Re: Gsoc2012 idea, tablesample

From: "Kevin Grittner" <Kevin(dot)Grittner(at)wicourts(dot)gov>
To: "Florian Pflug" <fgp(at)phlo(dot)org>
Cc: <josh(at)agliodbs(dot)com>,<andres(at)anarazel(dot)de>, <alvherre(at)commandprompt(dot)com>, <ants(at)cybertec(dot)at>, <heikki(dot)linnakangas(at)enterprisedb(dot)com>, <cbbrowne(at)gmail(dot)com>, <neil(dot)conway(at)gmail(dot)com>, <robertmhaas(at)gmail(dot)com>, <daniel(at)heroku(dot)com>, <huangqiyx(at)hotmail(dot)com>, <pgsql-hackers(at)postgresql(dot)org>, <sfrost(at)snowman(dot)net>
Subject: Re: Gsoc2012 idea, tablesample
Date: 2012-05-11 14:03:13
Message-ID: 4FACD5D10200002500047B3F@gw.wicourts.gov
Views: Raw Message | Whole Thread | Download mbox | Resend email
Thread:
Lists: pgsql-hackers

Florian Pflug <fgp(at)phlo(dot)org> wrote:

> Maybe one can get rid of these sorts of problems by factoring in
> the expected density of the table beforehand and simply accepting
> that the results will be inaccurate if the statistics are
> outdated?
>
> One could, for example, simply pick
>
> N := SamplingPercentage * MaxTuplesPerPage /
> AvgLiveTuplesPerPage
>
> where
>
> AvgLiveTuplesPerPage := #Tuples / #Pages
>
> random TIDs, fetch the live ones, and return them.
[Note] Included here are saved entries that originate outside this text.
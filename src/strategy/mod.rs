// Trading strategy module
pub mod ema_macd_vwap;
pub mod events;

pub use ema_macd_vwap::{EmaMacdVwapStrategy, EntrySignal, StrategyParams};
pub use events::{band_proximity, detect_crossover, Crossover, VwapBand};
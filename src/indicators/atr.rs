/// Average True Range (ATR) indicator
///
/// Measures market volatility from the true range of each candle.
/// True Range is the greatest of:
/// - Current High - Current Low
/// - Abs(Current High - Previous Close)
/// - Abs(Current Low - Previous Close)
///
/// The first candle has no previous close, so its true range degrades to
/// high - low. ATR is the simple rolling mean of the true range over the
/// period, undefined until `period` candles are available.
use crate::models::Candle;

/// True range per candle; same length as the input.
pub fn true_ranges(candles: &[Candle]) -> Vec<f64> {
    candles
        .iter()
        .enumerate()
        .map(|(i, c)| {
            if i == 0 {
                c.high - c.low
            } else {
                let prev_close = candles[i - 1].close;
                (c.high - c.low)
                    .max((c.high - prev_close).abs())
                    .max((c.low - prev_close).abs())
            }
        })
        .collect()
}

/// Calculate the ATR series. Entries before `period` candles are None.
pub fn atr_series(candles: &[Candle], period: usize) -> Vec<Option<f64>> {
    let mut out = vec![None; candles.len()];
    if period == 0 || candles.len() < period {
        return out;
    }

    let ranges = true_ranges(candles);
    let mut window_sum: f64 = ranges.iter().take(period).sum();
    out[period - 1] = Some(window_sum / period as f64);

    for i in period..ranges.len() {
        window_sum += ranges[i] - ranges[i - period];
        out[i] = Some(window_sum / period as f64);
    }

    out
}

#[cfg(test)]
mod tests {
    use super::*;
    use chrono::{Duration, Utc};

    fn create_test_candles(prices: &[(f64, f64, f64, f64)]) -> Vec<Candle> {
        prices
            .iter()
            .enumerate()
            .map(|(i, &(open, high, low, close))| Candle {
                timestamp: Utc::now() + Duration::hours(i as i64),
                open,
                high,
                low,
                close,
                volume: 1000.0,
            })
            .collect()
    }

    #[test]
    fn test_first_true_range_is_high_minus_low() {
        let candles = create_test_candles(&[(100.0, 108.0, 97.0, 105.0)]);
        let ranges = true_ranges(&candles);
        assert!((ranges[0] - 11.0).abs() < 1e-9);
    }

    #[test]
    fn test_true_range_accounts_for_gaps() {
        // Second candle gaps well above the previous close.
        let candles = create_test_candles(&[
            (100.0, 101.0, 99.0, 100.0),
            (120.0, 121.0, 119.0, 120.0),
        ]);
        let ranges = true_ranges(&candles);
        // max(121-119, |121-100|, |119-100|) = 21
        assert!((ranges[1] - 21.0).abs() < 1e-9);
    }

    #[test]
    fn test_atr_constant_range() {
        let prices = vec![(100.0, 101.0, 99.0, 100.0); 20];
        let candles = create_test_candles(&prices);
        let atr = atr_series(&candles, 14);

        for value in atr.iter().take(13) {
            assert!(value.is_none());
        }
        for value in atr.iter().skip(13) {
            assert!((value.unwrap() - 2.0).abs() < 1e-9);
        }
    }

    #[test]
    fn test_atr_rolling_mean() {
        let candles = create_test_candles(&[
            (100.0, 102.0, 98.0, 100.0), // TR 4
            (100.0, 101.0, 99.0, 100.0), // TR 2
            (100.0, 103.0, 97.0, 100.0), // TR 6
            (100.0, 101.0, 99.0, 100.0), // TR 2
        ]);
        let atr = atr_series(&candles, 2);

        assert!(atr[0].is_none());
        assert!((atr[1].unwrap() - 3.0).abs() < 1e-9);
        assert!((atr[2].unwrap() - 4.0).abs() < 1e-9);
        assert!((atr[3].unwrap() - 4.0).abs() < 1e-9);
    }

    #[test]
    fn test_atr_higher_in_volatile_market() {
        let quiet = create_test_candles(&[(100.0, 101.0, 99.0, 100.0); 15]);
        let volatile = create_test_candles(&[(100.0, 110.0, 90.0, 105.0); 15]);

        let quiet_atr = atr_series(&quiet, 14).last().unwrap().unwrap();
        let volatile_atr = atr_series(&volatile, 14).last().unwrap().unwrap();
        assert!(volatile_atr > quiet_atr * 5.0);
    }

    #[test]
    fn test_atr_insufficient_data() {
        let candles = create_test_candles(&[(100.0, 101.0, 99.0, 100.0); 5]);
        let atr = atr_series(&candles, 14);
        assert!(atr.iter().all(|v| v.is_none()));
    }
}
To clarify, I read this as using reltuples and relpages for the
table, and returning only tuples which are visible according to the
query's snapshot. (i.e., I think you used "live" to mean two
different things there.)

Unless I'm missing something, I think that works for percentage
selection, which is what the standard talks about, without any need
to iterate through addition samples. Good idea! We don't need to
do any second pass to pare down initial results, either. This
greatly simplifies coding while providing exactly what the standard
requires.

> I'm not totally sure whether this approach is sensible to
> non-uniformity in the tuple to line-pointer assignment, though.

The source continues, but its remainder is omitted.